Friday, September 9, 2011
Okay - so I was starting to feel a little burnt out. I was looking forward to school starting and things were feeling hectic so I decided to take some time off of blogging and Facebook and even my phone. I checked my e-mail once a day for MOMS Club things but I tried to stay off the computer for as much as possible and knew that the break would be refreshing. My day to start again was after Labor Day when I had two kids in school and loads of time to myself. And then Kyle and I got colds which has morphed into a mean sinus headache for me. And then a huge tree fell on my house. And I realized that my week to start getting back into things would be a little different. But luckily everyone is okay. The tree is now off the house and I have gotten lots of support from friends through this mess. The kids have handled it well and right now the tree stump is winning against the machine that is supposed to grind it up. The rain hasn't been bad here (compared to everywhere else on the East Coast) and we aren't battling wild fires so I am considering myself very lucky right now.

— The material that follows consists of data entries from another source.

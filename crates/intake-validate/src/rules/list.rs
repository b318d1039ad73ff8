use crate::config::ListBounds;
use crate::rule::{FieldRule, RuleDecision};
use crate::submission::RawSubmission;

/// A JSON array whose length lies within inclusive bounds. Items are not inspected.
pub struct BoundedList {
    field: String,
    bounds: ListBounds,
}

impl BoundedList {
    pub fn new(field: impl Into<String>, bounds: ListBounds) -> Self {
        Self {
            field: field.into(),
            bounds,
        }
    }

    fn bounds_reason(&self) -> String {
        format!(
            "{} must contain between {} and {} items",
            self.field, self.bounds.min, self.bounds.max
        )
    }
}

impl FieldRule for BoundedList {
    fn field(&self) -> &str {
        &self.field
    }

    fn check(&self, submission: &RawSubmission) -> RuleDecision {
        match submission.get(&self.field) {
            None => RuleDecision::fail(self.bounds_reason()),
            Some(value) => match value.as_array() {
                None => RuleDecision::fail(format!("{} must be a list", self.field)),
                Some(items) if self.bounds.contains(items.len()) => RuleDecision::Pass,
                Some(_) => RuleDecision::fail(self.bounds_reason()),
            },
        }
    }
}

#[cfg(test)]
mod tests {
    use super::*;
    use serde_json::json;

    fn rule() -> BoundedList {
        BoundedList::new("games", ListBounds::new(1, 6))
    }

    fn check(value: serde_json::Value) -> RuleDecision {
        rule().check(&RawSubmission::from_value(value).unwrap())
    }

    #[test]
    fn within_bounds_passes() {
        assert!(check(json!({"games": ["chess"]})).is_pass());
        assert!(check(json!({"games": [1, 2, 3, 4, 5, 6]})).is_pass());
    }

    #[test]
    fn empty_and_oversized_fail() {
        let expected = RuleDecision::fail("games must contain between 1 and 6 items");
        assert_eq!(check(json!({"games": []})), expected);
        assert_eq!(check(json!({"games": [1, 2, 3, 4, 5, 6, 7]})), expected);
    }

    #[test]
    fn missing_cites_bounds() {
        assert_eq!(
            check(json!({})),
            RuleDecision::fail("games must contain between 1 and 6 items")
        );
    }

    #[test]
    fn non_list_fails() {
        assert_eq!(
            check(json!({"games": {"0": "chess"}})),
            RuleDecision::fail("games must be a list")
        );
    }
}
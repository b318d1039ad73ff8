use intake_types::SubmissionKind;
use serde::Serialize;
use serde_json::{Map, Value};

/// A submission that has passed every rule of its kind.
///
/// Has no public constructor and no `Deserialize`: the
/// only way to obtain one is [`Validator::validate`](crate::Validator::validate)
/// or [`Validator::validate_value`](crate::Validator::validate_value).
#[derive(Clone, Debug, PartialEq, Serialize)]
#[serde(untagged)]
pub enum SanitizedRecord {
    Partnership(PartnershipInquiry),
    Waitlist(WaitlistSubmission),
}

impl SanitizedRecord {
    pub fn kind(&self) -> SubmissionKind {
        match self {
            Self::Partnership(_) => SubmissionKind::Partnership,
            Self::Waitlist(_) => SubmissionKind::Waitlist,
        }
    }

    /// The record as it will be stored.
    pub fn to_value(&self) -> Value {
        match self {
            Self::Partnership(inquiry) => inquiry.to_value(),
            Self::Waitlist(submission) => Value::Object(submission.fields.clone()),
        }
    }
}

/// Stored shape of a partnership inquiry: exactly `{email, notes}`, trimmed.
#[derive(Clone, Debug, PartialEq, Eq, Serialize)]
pub struct PartnershipInquiry {
    email: String,
    notes: String,
}

impl PartnershipInquiry {
    pub(crate) fn new(email: &str, notes: Option<&str>) -> Self {
        Self {
            email: email.trim().to_string(),
            notes: notes.map(str::trim).unwrap_or_default().to_string(),
        }
    }

    pub fn email(&self) -> &str {
        &self.email
    }

    /// Trimmed notes; empty when none were submitted.
    pub fn notes(&self) -> &str {
        &self.notes
    }

    fn to_value(&self) -> Value {
        let mut fields = Map::new();
        fields.insert("email".into(), Value::String(self.email.clone()));
        fields.insert("notes".into(), Value::String(self.notes.clone()));
        Value::Object(fields)
    }
}

/// Stored shape of a waitlist signup: the validated input object, verbatim.
#[derive(Clone, Debug, PartialEq, Serialize)]
#[serde(transparent)]
pub struct WaitlistSubmission {
    fields: Map<String, Value>,
}

impl WaitlistSubmission {
    pub(crate) fn new(fields: Map<String, Value>) -> Self {
        Self { fields }
    }

    pub fn fields(&self) -> &Map<String, Value> {
        &self.fields
    }

    pub fn get(&self, field: &str) -> Option<&Value> {
        self.fields.get(field)
    }
}

#[cfg(test)]
mod tests {
    use super::*;
    use serde_json::json;

    #[test]
    fn partnership_trims_and_defaults_notes() {
        let p = PartnershipInquiry::new("  a@b.com ", None);
        assert_eq!(p.email(), "a@b.com");
        assert_eq!(p.notes(), "");
        let record = SanitizedRecord::Partnership(p);
        assert_eq!(record.kind(), SubmissionKind::Partnership);
        assert_eq!(
            serde_json::to_value(&record).unwrap(),
            json!({"email": "a@b.com", "notes": ""})
        );
    }

    #[test]
    fn waitlist_serializes_transparently() {
        let fields = json!({"email": " a@b.com ", "games": ["go"]});
        let Value::Object(map) = fields.clone() else { unreachable!() };
        let record = SanitizedRecord::Waitlist(WaitlistSubmission::new(map));
        assert_eq!(record.kind(), SubmissionKind::Waitlist);
        assert_eq!(serde_json::to_value(&record).unwrap(), fields);
        assert_eq!(record.to_value(), fields);
    }

    #[test]
    fn to_value_matches_serialization() {
        let record = SanitizedRecord::Partnership(PartnershipInquiry::new("a@b.com", Some(" hi ")));
        assert_eq!(record.to_value(), serde_json::to_value(&record).unwrap());
    }
}
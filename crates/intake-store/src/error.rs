/// Errors from log backends.
///
/// These never leave [`AppendStore::append`](crate::AppendStore::append);
/// they are logged and reported as `persisted: false`.
#[derive(Debug, thiserror::Error)]
pub enum StoreError {
    /// I/O error from the underlying storage.
    #[error("I/O error: {0}")]
    Io(#[from] std::io::Error),

    /// The entry could not be encoded as JSON.
    #[error("serialization error: {0}")]
    Serialization(String),

    /// A blocking storage task panicked or was cancelled.
    #[error("storage task failed: {0}")]
    Task(String),

    /// The backend refuses writes.
    #[error("log backend unavailable")]
    Unavailable,
}

/// Result alias for store operations.
pub type StoreResult<T> = Result<T, StoreError>;
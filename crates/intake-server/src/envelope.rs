use serde::{Deserialize, Serialize};

/// Machine-readable error codes carried by failure envelopes.
#[derive(Clone, Copy, Debug, PartialEq, Eq, Hash, Serialize, Deserialize)]
#[serde(rename_all = "SCREAMING_SNAKE_CASE")]
pub enum ErrorCode {
    InvalidInput,
    ValidationError,
    StorageError,
    NetworkError,
    InternalError,
    RateLimit,
}

impl ErrorCode {
    pub const fn as_str(&self) -> &'static str {
        match self {
            Self::InvalidInput => "INVALID_INPUT",
            Self::ValidationError => "VALIDATION_ERROR",
            Self::StorageError => "STORAGE_ERROR",
            Self::NetworkError => "NETWORK_ERROR",
            Self::InternalError => "INTERNAL_ERROR",
            Self::RateLimit => "RATE_LIMIT",
        }
    }
}

/// JSON body of every submission response.
///
/// Success: `{ok: true, message, data?}`. Failure: `{ok: false, message, code?}`.
#[derive(Clone, Debug, PartialEq, Serialize, Deserialize)]
pub struct ApiEnvelope<T> {
    pub ok: bool,
    pub message: String,
    #[serde(default, skip_serializing_if = "Option::is_none")]
    pub data: Option<T>,
    #[serde(default, skip_serializing_if = "Option::is_none")]
    pub code: Option<ErrorCode>,
}

impl<T> ApiEnvelope<T> {
    pub fn success(message: impl Into<String>, data: T) -> Self {
        Self {
            ok: true,
            message: message.into(),
            data: Some(data),
            code: None,
        }
    }
}

impl ApiEnvelope<()> {
    pub fn failure(message: impl Into<String>, code: ErrorCode) -> Self {
        Self {
            ok: false,
            message: message.into(),
            data: None,
            code: Some(code),
        }
    }
}
//! Foundation types for Intake.
//!
//! Intake accepts form submissions over HTTP, validates them, and appends
//! each accepted record to a per-kind log. Every other Intake crate depends
//! on `intake-types`.
//!
//! # Key Types
//!
//! - [`SubmissionKind`]: Which form a submission belongs to, and which log it lands in
//! - [`InboundAction`]: Transport method reduced to create-or-not
//! - [`LogName`]: Validated `[a-z0-9_-]+` log token
//! - [`StoredEntry`]: One timestamped line in a log
//! - [`PersistOutcome`]: Whether a store attempt actually persisted
//! - [`Logger`]: Logging capability injected into the validator and the store

pub mod entry;
pub mod error;
pub mod kind;
pub mod log_name;
pub mod logger;

pub use entry::{PersistOutcome, StoredEntry};
pub use error::TypeError;
pub use kind::{InboundAction, SubmissionKind};
pub use log_name::LogName;
pub use logger::{EventSink, LogEvent, Logger, MemorySink, Severity, TracingSink};
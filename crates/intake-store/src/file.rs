use std::fs::OpenOptions;
use std::io::Write;
use std::path::{Path, PathBuf};

use async_trait::async_trait;
use intake_types::LogName;

use crate::error::{StoreError, StoreResult};
use crate::traits::LogBackend;

/// Flush/sync strategy for log appends.
#[derive(Clone, Copy, Debug, Default, PartialEq, Eq)]
pub enum SyncMode {
    /// `fsync` after every append (safest, highest latency).
    EveryWrite,
    /// Rely on OS page-cache buffering.
    #[default]
    OsDefault,
}

/// Configuration for [`FileLogBackend`].
#[derive(Clone, Debug)]
pub struct FileLogConfig {
    /// File extension for log files, without the dot (default: `jsonl`).
    pub extension: String,
    /// Sync strategy.
    pub sync_mode: SyncMode,
}

impl Default for FileLogConfig {
    fn default() -> Self {
        Self {
            extension: "jsonl".into(),
            sync_mode: SyncMode::default(),
        }
    }
}

/// Stores each log as a newline-delimited JSON file under one directory.
///
/// On-disk layout:
/// ```text
/// <root>/<name>.<extension>
/// ```
///
/// Files are opened in append mode for every write and the whole line is
/// handed to a single `write_all`, so concurrent appenders (in this process
/// or others) never interleave partial lines for entries of ordinary size.
/// No locks are taken.
pub struct FileLogBackend {
    root: PathBuf,
    config: FileLogConfig,
}

impl FileLogBackend {
    pub fn new(root: impl Into<PathBuf>) -> Self {
        Self::with_config(root, FileLogConfig::default())
    }

    pub fn with_config(root: impl Into<PathBuf>, config: FileLogConfig) -> Self {
        Self {
            root: root.into(),
            config,
        }
    }

    pub fn root(&self) -> &Path {
        &self.root
    }

    /// Path of the file backing a log.
    pub fn path_for(&self, name: &LogName) -> PathBuf {
        self.root
            .join(format!("{}.{}", name.as_str(), self.config.extension))
    }
}

#[async_trait]
impl LogBackend for FileLogBackend {
    async fn ensure_location(&self) -> StoreResult<()> {
        tokio::fs::create_dir_all(&self.root).await?;
        Ok(())
    }

    async fn append_line(&self, name: &LogName, line: Vec<u8>) -> StoreResult<()> {
        let path = self.path_for(name);
        let sync = matches!(self.config.sync_mode, SyncMode::EveryWrite);

        tokio::task::spawn_blocking(move || -> StoreResult<()> {
            let mut file = OpenOptions::new().create(true).append(true).open(&path)?;
            file.write_all(&line)?;
            if sync {
                file.sync_all()?;
            }
            Ok(())
        })
        .await
        .map_err(|e| StoreError::Task(e.to_string()))?
    }

    fn describe(&self, name: &LogName) -> String {
        self.path_for(name).display().to_string()
    }
}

I am really excited to have our MOMS Club of Front Royal Annual Open House on Wednesday September 21st at 10:30am at Santmyer's Youth Center at 8th and Commerce Avenues. We are doing a Community Safety Day this year and the Fire Department will be coming out to do car seat checks and give safety tips as well as letting the kids check out the fire truck. We will be doing a potluck brunch and have some fun activities for the kids to do.
I am also looking forward to the Women's Walk for C-CAP on Saturday October 1st from 4 to 8pm. The walk will begin at Vino E Formaggio and we will also stop at Stonewall Jackson Restaurant before ending at the Lucky Star Lounge. A donation of non-perishable foods, diapers, or cash is requested. And don't forget to bring some cash for a drink for yourself! I will be enjoying the company as well as a cold beer since I don't plan on downing several jugs of barium before the walk this time.
Another way to help out C-CAP is to visit Martin's and let the cashier know that you would like to donate to C-CAP as part of your order. Or you could just drop something off at C-CAP between 9 and 12 Monday through Friday. C-CAP accepts diapers that are already open which is nice considering how fast the little bambinos grow out of them. If it is hard for you to get to C-CAP during the donation time I would be more than happy to get things from you and then drop them off at C-CAP during business hours.
I have spoken with the Pregnancy Center as well so I hope to be meeting with them next week to figure out how we can help them.
Thanks again to everyone for your offers of help and support through this crazy time. Now if someone could just get the rain off the East Coast and over to Texas where they really need it. Thanks!